My husband and I stood in the examining room at the vet’s office, hearing the same things we’ve heard before. Try to get her to eat a renal diet. Watch her for certain signs and symptoms. Bring her back for more blood work.
Sam
We carried Sam back home, both of us quiet.
I started wondering how soon the kidney problems would start to noticeably affect Sam’s quality of life.
I pulled out Waddles’ medical records to find out when she was first diagnosed: Aug. 7, 2007. She lived for a little over four years after that. She was older than Sam when diagnosed.
Thunder Cat was diagnosed in December 2008 and died Feb. 12, 2009. He was also older than Sam is now. His disease seemed to progress quickly, though kidney disease can be silently present for a long time.

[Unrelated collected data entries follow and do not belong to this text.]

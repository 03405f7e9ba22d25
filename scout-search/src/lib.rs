//! Search repository for Code-Scout.
//!
//! Ranked tag and text search over the full-text document index, with alias
//! expansion, snippet extraction, a TTL-bounded result cache, prefix
//! suggestions, and index maintenance operations.

pub mod cache;
pub mod repository;
pub mod tags;
pub mod types;

pub use cache::ResultCache;
pub use repository::SearchRepository;
pub use types::{
    IndexMaintenanceResult, MaintenanceOperation, MatchField, ProgressCallback, RebuildOptions,
    RebuildPhase, RebuildProgress, SearchCandidate, SearchMatch, SearchOptions, SearchStats,
    Suggestion, SuggestionKind,
};
//! Engine schema bootstrap.
//!
//! The indexing pipeline that populates these tables lives outside this
//! workspace; the core only guarantees the structures exist so queries and
//! maintenance commands have something to run against. All DDL is
//! idempotent.

use crate::connection::Connection;
use scout_core::Result;

/// Metadata table plus the FTS5 search index.
///
/// `document_index` rows share their rowid with `documents.id`; the columns
/// (filename, path, definitions, imports, docstrings, tags) are the
/// searchable fields, in that order. `document_terms` is an fts5vocab view
/// over the index used for prefix suggestions.
const SCHEMA_SQL: &str = "
CREATE TABLE IF NOT EXISTS documents (
    id INTEGER PRIMARY KEY,
    path TEXT NOT NULL UNIQUE,
    filename TEXT NOT NULL,
    language TEXT,
    extension TEXT,
    size INTEGER NOT NULL DEFAULT 0,
    modified_at INTEGER NOT NULL DEFAULT 0
);

CREATE VIRTUAL TABLE IF NOT EXISTS document_index USING fts5(
    filename,
    path,
    definitions,
    imports,
    docstrings,
    tags,
    tokenize = 'unicode61'
);

CREATE VIRTUAL TABLE IF NOT EXISTS document_terms USING fts5vocab(
    document_index,
    'col'
);
";

/// Column positions inside `document_index`, used by snippet extraction.
pub mod columns {
    pub const FILENAME: usize = 0;
    pub const PATH: usize = 1;
    pub const DEFINITIONS: usize = 2;
    pub const IMPORTS: usize = 3;
    pub const DOCSTRINGS: usize = 4;
    pub const TAGS: usize = 5;
}

/// Create the schema if it does not exist yet.
pub fn initialize(conn: &Connection) -> Result<()> {
    conn.with_conn(|c| c.execute_batch(SCHEMA_SQL))
}

#[cfg(test)]
mod tests {
    use super::*;
    use scout_core::StorageConfig;

    #[test]
    fn initialize_is_idempotent() {
        let conn = Connection::open(&StorageConfig::in_memory()).unwrap();
        initialize(&conn).unwrap();
        initialize(&conn).unwrap();

        let count: i64 = conn
            .with_conn(|c| {
                c.query_row(
                    "SELECT COUNT(*) FROM sqlite_master WHERE name = 'documents'",
                    [],
                    |row| row.get(0),
                )
            })
            .unwrap();
        assert_eq!(count, 1);
    }

    #[test]
    fn fts_index_accepts_documents() {
        let conn = Connection::open(&StorageConfig::in_memory()).unwrap();
        initialize(&conn).unwrap();

        conn.with_conn(|c| {
            c.execute(
                "INSERT INTO documents (id, path, filename, language, extension) \
                 VALUES (1, 'src/main.rs', 'main.rs', 'rust', 'rs')",
                [],
            )?;
            c.execute(
                "INSERT INTO document_index (rowid, filename, path, definitions, imports, docstrings, tags) \
                 VALUES (1, 'main.rs', 'src/main.rs', 'fn main', 'use std', 'entry point', 'rust cli')",
                [],
            )
        })
        .unwrap();

        let hits: i64 = conn
            .with_conn(|c| {
                c.query_row(
                    "SELECT COUNT(*) FROM document_index WHERE document_index MATCH 'rust'",
                    [],
                    |row| row.get(0),
                )
            })
            .unwrap();
        assert_eq!(hits, 1);
    }
}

I started to worry (to myself, not out loud, because I didn’t want to upset my husband more than he was) about how long Sam would live, how long before she would fade away like her siblings. I was tense and depressed, fearing what was to come.
But some of what I learned from Waddles started to come back.
Enjoy the time we have with Sam. Don’t upset her with my anxiety and tears. Focus on her today and appreciate her.
If I waited to do those things until I felt “right” about her illness, I would never be able to do it, because it will never be right. There is no cure for chronic renal insufficiency. You can try to slow it down, but it’s never going to disappear.
It is so difficult to do the things I’m writing about, to focus on the time we have with Sam right now, while doing the things we can do to hopefully slow down the disease’s progress. I can only manage the “in the moment” attitude for short periods.
There’s always something to worry about, but I can try deal with the worry by being in the moment.
How do you best deal with your anxiety?